Qui tatoue les Yakuzas ?
Malgré les avancées technologiques en matière de tatouages, l’irezumi a jusqu’à aujourd’hui, pu conserver son rituel de base, la méthode et les motifs tels qu’ils ont été pendant des siècles. Chaque artiste tatoueur traditionnel doit se former auprès d’un maître tatoueur ou horishi. Il se peut que le maître accueille dans sa demeure l’apprenti durant des années. Pendant ce temps, celui-ci va observer le maître fabriquer les instruments, mélanger les encres et reproduire les motifs avant de pouvoir s’exercer sur des clients. À la fin de la formation, l’élève reçoit un nom de tatoueur dérivé de celui de son horishi ou bien qu’il portera tout simplement son nom.
Un maître tatoueur traditionnel est ainsi difficile à trouver. Un horishi est la plupart du temps très occupé, vu que finir un irezumi peut prendre des années. Aussi, les maîtres tatoueurs se font discrets en raison d’une règlementation qui les oblige à obtenir un diplôme de médecine pour exercer le métier.
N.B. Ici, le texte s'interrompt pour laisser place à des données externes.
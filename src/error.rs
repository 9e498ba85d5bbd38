use std::fmt;

use reqwest::header::HeaderMap;

use crate::context::ContextError;

/// Error type returned by this crate.
#[derive(Debug, thiserror::Error)]
pub enum DispatchError {
    /// The call context was canceled by the caller.
    #[error("call canceled")]
    Canceled,
    /// The call context deadline passed.
    #[error("call deadline exceeded")]
    DeadlineExceeded,
    /// Every allowed attempt failed with a retryable outcome.
    #[error("retries exhausted after {attempts} attempts: {last}")]
    RetriesExhausted {
        /// Number of physical attempts that were sent.
        attempts: u32,
        /// Failure of the final attempt.
        last: AttemptFailure,
    },
    /// An attempt failed with an outcome that is not worth retrying.
    #[error("request failed: {0}")]
    Failed(AttemptFailure),
    /// Successful response body could not be decoded.
    #[error("decode error: {0}")]
    Decode(String),
    /// Request descriptor could not be turned into a physical request.
    #[error("invalid request: {0}")]
    InvalidRequest(String),
}

impl DispatchError {
    /// Returns `true` for caller cancellation and deadline expiry.
    pub fn is_cancellation(&self) -> bool {
        matches!(self, Self::Canceled | Self::DeadlineExceeded)
    }

    /// HTTP status of the failing attempt, if the failure carried one.
    pub fn status(&self) -> Option<u16> {
        match self {
            Self::RetriesExhausted { last, .. } | Self::Failed(last) => last.status(),
            _ => None,
        }
    }
}

impl From<ContextError> for DispatchError {
    fn from(err: ContextError) -> Self {
        match err {
            ContextError::Canceled => Self::Canceled,
            ContextError::DeadlineExceeded => Self::DeadlineExceeded,
        }
    }
}

/// Outcome of a failed physical attempt.
#[derive(Debug, thiserror::Error)]
pub enum AttemptFailure {
    /// No status was obtained.
    #[error("{0}")]
    Transport(TransportError),
    /// A well-formed response with a non-success status.
    #[error("{0}")]
    Status(StatusError),
}

impl AttemptFailure {
    /// HTTP status, when the attempt got as far as a response.
    pub fn status(&self) -> Option<u16> {
        match self {
            Self::Transport(_) => None,
            Self::Status(err) => Some(err.status),
        }
    }
}

/// Non-success HTTP status with its headers and raw body.
#[derive(Debug, Clone, thiserror::Error)]
#[error("http error {status}: {body}")]
pub struct StatusError {
    pub status: u16,
    pub headers: HeaderMap,
    pub body: String,
}

/// Broad category of a transport failure.
#[derive(Clone, Copy, Debug, Eq, PartialEq)]
pub enum TransportErrorKind {
    /// Connection could not be established.
    Connect,
    /// The attempt ran out of time (not the caller's deadline).
    Timeout,
    /// Response body could not be read.
    Body,
    /// The request could not be built or sent at all.
    InvalidRequest,
    /// The transport abandoned the send because the call context fired.
    Canceled,
    Other,
}

impl fmt::Display for TransportErrorKind {
    fn fmt(&self, f: &mut fmt::Formatter<'_>) -> fmt::Result {
        let name = match self {
            Self::Connect => "connect",
            Self::Timeout => "timeout",
            Self::Body => "body",
            Self::InvalidRequest => "invalid request",
            Self::Canceled => "canceled",
            Self::Other => "other",
        };
        f.write_str(name)
    }
}

/// Physical send failed before a status was obtained.
#[derive(Clone, Debug, thiserror::Error)]
#[error("transport error ({kind}): {message}")]
pub struct TransportError {
    pub kind: TransportErrorKind,
    pub message: String,
}

impl TransportError {
    /// Creates an error of the given kind.
    pub fn new(kind: TransportErrorKind, message: impl Into<String>) -> Self {
        Self {
            kind,
            message: message.into(),
        }
    }

    /// Per-attempt timeout expiry. Retryable.
    pub fn timeout(message: impl Into<String>) -> Self {
        Self::new(TransportErrorKind::Timeout, message)
    }

    /// The send was abandoned because the call context fired.
    pub fn canceled() -> Self {
        Self::new(TransportErrorKind::Canceled, "call context fired")
    }

    /// Returns `true` if the attempt ran out of time.
    pub fn is_timeout(&self) -> bool {
        self.kind == TransportErrorKind::Timeout
    }
}

impl From<reqwest::Error> for TransportError {
    fn from(err: reqwest::Error) -> Self {
        // is_connect() is checked first: reqwest reports some connect failures
        // as request errors too.
        let kind = if err.is_connect() {
            TransportErrorKind::Connect
        } else if err.is_timeout() {
            TransportErrorKind::Timeout
        } else if err.is_body() || err.is_decode() {
            TransportErrorKind::Body
        } else if err.is_builder() {
            TransportErrorKind::InvalidRequest
        } else {
            TransportErrorKind::Other
        };
        Self::new(kind, err.to_string())
    }
}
La signification des tatouages Yakuza
Pour un clan Yakuza, le horimono a une signification personnelle et codifiée. C’est le chef de clan qui choisit le motif pour les jeunes recrues et celui-ci doit être à l’opposé de sa personnalité. Par exemple, un tatouage de dragon sera associé à quelqu’un de très calme. Voici les horimono les plus célèbres de l’irezumi :
Le dragon
Un animal mythique associé à la force de l’eau et du vent, le dragon figure parmi les plus célèbres figures de l’irezumi. Il symbolise la puissance, la sagesse, la force et le courage. La couleur de l’animal représente également d’autres qualités. Le dragon noir représente l’expérience, le dragon vert la nature et le dragon doré symbolise la valeur.
La carpe koï
Cette figure horimono symbolise la chance et la bonne la fortune. Les carpes koï sont perçues dans la mythologie japonaise comme des êtres magiques se transformant en dragons lorsqu’ils arrivent à surmonter le courant du fleuve jaune. Cela fait allusion à la persévérance, la motivation et la capacité à faire face à l’adversité.
Le samouraï
Le code d’honneur suivi par les Yakuzas est assez proche de la philosophie Bushido des samouraïs. Le tatouage symbolise ainsi le sens du devoir, la loyauté et au-dessus de tout l’honneur.
Le phénix
En association avec le mythe, le phénix, l’oiseau qui renait de ses cendres, est associé à l’immortalité. Par ailleurs, les yakuzas associent également ce concept au triomphe.
Le serpent
Le serpent, quant à lui, est associé à de la mauvaise fortune, à la malchance et aux maladies. Toutefois, sa capacité à muer peut signifier la régénération, l’acquisition de nouveaux pouvoirs et de connaissances suite à des erreurs passées.
La pivoine
Sûrement l’un des plus populaires horigomo, cette figure est considérée comme la reine des fleurs au Japon. Elle signifie la richesse, l’élégance, mais aussi la chance, la santé et la prospérité.
Le tatouage Sakura
La fleur de cerisier emblématique de l’archipel représente pour les Yakuzas l’essence de la vie et l’objectif ultime. Chacun en fait ainsi une interprétation très personnelle. Elle représente de plus le caractère éphémère de la vie et de ce qui nous entoure.
Le tigre
En raison de son caractère féroce, le tigre représente le courage et la longévité. Il protège par ailleurs de la malchance, des maladies et des démons. Le tigre renvoie également l’image d’un combat solitaire et héroïque.